## Billboard Challenge, Part 2

### June 26, 2012

You may recognize some of the early digits of *e* in f(1) = 7182818284, and with that hint and the knowledge that you have just completed an exercise on the digits of *e*, you will doubtless recognize that all the numbers are found in consecutive digits of *e*. With a little bit of work and a small flash of inspiration you will find the pattern in these numbers:

7 + 1 + 8 + 2 + 8 + 1 + 8 + 2 + 8 + 4 = 49

8 + 1 + 8 + 2 + 8 + 4 + 5 + 9 + 0 + 4 = 49

8 + 7 + 4 + 7 + 1 + 3 + 5 + 2 + 6 + 6 = 49

7 + 4 + 2 + 7 + 4 + 6 + 6 + 3 + 9 + 1 = 49

So the task is to find the next ten-digit number found in consecutive digits of *e* with digits that sum to 49. This is just a variant of the previous billboard challenge:

`(define (billboard2 k)`

(let loop ((k k) (i 0) (n (e-spigot)))

(if (and (< #e1e9 n) (= (sum (digits n)) 49))

(if (= k 1)

(values i n)

(loop (- k 1) (+ i 1)

(+ (* 10 (modulo n #e1e9)) (e-spigot))))

(loop k (+ i 1) (+ (* 10 (modulo n #e1e9)) (e-spigot))))))

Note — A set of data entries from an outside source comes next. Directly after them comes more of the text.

use axum::{http::StatusCode, response::IntoResponse, response::Response, Json};
use persistence::PersistenceError;
use serde_json::json;
use thiserror::Error;

/// Central error type for the gateway surface.
#[derive(Debug, Error)]
pub enum AppError {
    #[error("Unauthorized: {0}")]
    Unauthorized(String),

    #[error("Bad request: {0}")]
    BadRequest(String),

    #[error("Not found: {0}")]
    NotFound(String),

    #[error("Internal server error")]
    InternalError(#[from] anyhow::Error),

    #[error(transparent)]
    Persistence(#[from] PersistenceError),
}

impl IntoResponse for AppError {
    fn into_response(self) -> Response {
        let (status, message, code) = match self {
            AppError::Unauthorized(msg) => (StatusCode::UNAUTHORIZED, msg, "UNAUTHORIZED"),
            AppError::BadRequest(msg) => (StatusCode::BAD_REQUEST, msg, "BAD_REQUEST"),
            AppError::NotFound(msg) => (StatusCode::NOT_FOUND, msg, "NOT_FOUND"),
            AppError::Persistence(PersistenceError::NotFound(msg)) => (StatusCode::NOT_FOUND, msg, "NOT_FOUND"),
            AppError::Persistence(err) => (StatusCode::INTERNAL_SERVER_ERROR, err.to_string(), "PERSISTENCE_ERROR"),
            AppError::InternalError(err) => (StatusCode::INTERNAL_SERVER_ERROR, err.to_string(), "INTERNAL_ERROR"),
        };

        let body = Json(json!({ "error": code, "message": message }));
        (status, body).into_response()
    }
}
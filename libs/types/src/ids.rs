//! Unique identifier types for simulation entities.
//!
//! All IDs use UUID v7 for time-sortable ordering, which keeps
//! `ORDER BY id` equivalent to `ORDER BY created_at` without a join.

use serde::{Deserialize, Serialize};
use std::fmt;
use uuid::Uuid;

macro_rules! id_type {
    ($name:ident, $doc:expr) => {
        #[doc = $doc]
        #[derive(Debug, Clone, Copy, PartialEq, Eq, Hash, Serialize, Deserialize)]
        #[serde(transparent)]
        pub struct $name(Uuid);

        impl $name {
            /// Create a new, time-ordered identifier.
            pub fn new() -> Self {
                Self(Uuid::now_v7())
            }

            pub fn from_uuid(uuid: Uuid) -> Self {
                Self(uuid)
            }

            pub fn as_uuid(&self) -> &Uuid {
                &self.0
            }
        }

        impl Default for $name {
            fn default() -> Self {
                Self::new()
            }
        }

        impl fmt::Display for $name {
            fn fmt(&self, f: &mut fmt::Formatter<'_>) -> fmt::Result {
                write!(f, "{}", self.0)
            }
        }

        impl From<Uuid> for $name {
            fn from(uuid: Uuid) -> Self {
                Self(uuid)
            }
        }
    };
}

id_type!(CompetitionId, "Identifies one time-bounded competition.");
id_type!(ParticipantId, "Identifies one agent enrolled in one competition.");
id_type!(PortfolioId, "Identifies a participant's single portfolio.");
id_type!(PositionId, "Identifies one open CFD position.");
id_type!(OrderId, "Identifies one order, executed or rejected.");
id_type!(TradeId, "Identifies one accounting entry produced by an executed order.");
id_type!(InvocationId, "Identifies one agent call and its outcome.");

/// A market symbol such as `"BTCUSDT"`. Free-form: asset classes other than
/// crypto spot (equities, FX) do not share crypto's `BASE/QUOTE` convention,
/// so no structural validation is imposed here beyond non-emptiness.
#[derive(Debug, Clone, PartialEq, Eq, Hash, Serialize, Deserialize)]
#[serde(transparent)]
pub struct Symbol(String);

impl Symbol {
    pub fn new(symbol: impl Into<String>) -> Self {
        Self(symbol.into())
    }

    pub fn as_str(&self) -> &str {
        &self.0
    }
}

impl fmt::Display for Symbol {
    fn fmt(&self, f: &mut fmt::Formatter<'_>) -> fmt::Result {
        write!(f, "{}", self.0)
    }
}

impl From<&str> for Symbol {
    fn from(s: &str) -> Self {
        Self::new(s)
    }
}

impl From<String> for Symbol {
    fn from(s: String) -> Self {
        Self::new(s)
    }
}

#[cfg(test)]
mod tests {
    use super::*;

    #[test]
    fn ids_are_unique() {
        assert_ne!(ParticipantId::new(), ParticipantId::new());
        assert_ne!(PositionId::new(), PositionId::new());
    }

    #[test]
    fn ids_round_trip_through_json() {
        let id = CompetitionId::new();
        let json = serde_json::to_string(&id).unwrap();
        let back: CompetitionId = serde_json::from_str(&json).unwrap();
        assert_eq!(id, back);
    }

    #[test]
    fn ids_are_time_sortable() {
        let a = TradeId::new();
        let b = TradeId::new();
        assert!(a.as_uuid() < b.as_uuid());
    }

    #[test]
    fn symbol_serializes_as_bare_string() {
        let s = Symbol::new("BTCUSDT");
        assert_eq!(serde_json::to_string(&s).unwrap(), "\"BTCUSDT\"");
    }
}
//! The read-only + admin HTTP surface (§6.2). Ambient only — the simulation
//! runtime does not depend on this crate; it exists so the core has the
//! same kind of outer surface the teacher's own services expose.

use axum::{
    routing::{get, post},
    Router,
};
use tower_http::cors::CorsLayer;
use tower_http::trace::TraceLayer;

use crate::handlers::{competitions, market, participants};
use crate::state::AppState;

pub fn create_router(state: AppState) -> Router {
    let read_routes = Router::new()
        .route("/competitions", get(competitions::list_competitions))
        .route("/competitions/:id", get(competitions::get_competition))
        .route("/competitions/:id/participants", get(competitions::list_participants))
        .route("/competitions/:id/leaderboard", get(competitions::leaderboard))
        .route("/participants/:id", get(participants::get_participant))
        .route("/participants/:id/positions", get(participants::list_open_positions))
        .route("/participants/:id/trades", get(competitions::list_trades))
        .route("/participants/:id/history", get(competitions::portfolio_history))
        .route("/tickers", get(market::list_tickers))
        .route("/tickers/:symbol", get(market::get_ticker));

    let admin_routes = Router::new()
        .route("/competitions", post(competitions::create_competition))
        .route("/competitions/:id/start", post(competitions::start_competition))
        .route("/competitions/:id/stop", post(competitions::stop_competition))
        .route("/competitions/:id/invoke-all", post(competitions::invoke_all))
        .route("/reset", post(competitions::reset_competition))
        .route("/participants/:id/invoke", post(competitions::invoke_one));

    Router::new()
        .nest("/v1", read_routes)
        .nest("/v1/admin", admin_routes)
        .layer(CorsLayer::permissive())
        .layer(TraceLayer::new_for_http())
        .with_state(state)
}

The fifth sum-of-ten-digits = 49 number in the digits of *e* is:

`> (billboard2 5)`

136

5966290435

You can see more at A095926, and you can run the program at http://programmingpraxis.codepad.org/14Q1hJvZ.

Back in 2004, if you solved this problem and went to login as directed, you were directed to a Google recruiting web site, with these two programming challenges forming an “entrance examination” for Google recruiters. The challenge became rather famous, with pieces on *NPR*, the *Boston Globe* and the *Oakland Tribune*, not to mention a few dozen blog posts (and now, this one). Presumably Google found some good talent, and all the publicity was doubtless good for their branding image. Good job, Google!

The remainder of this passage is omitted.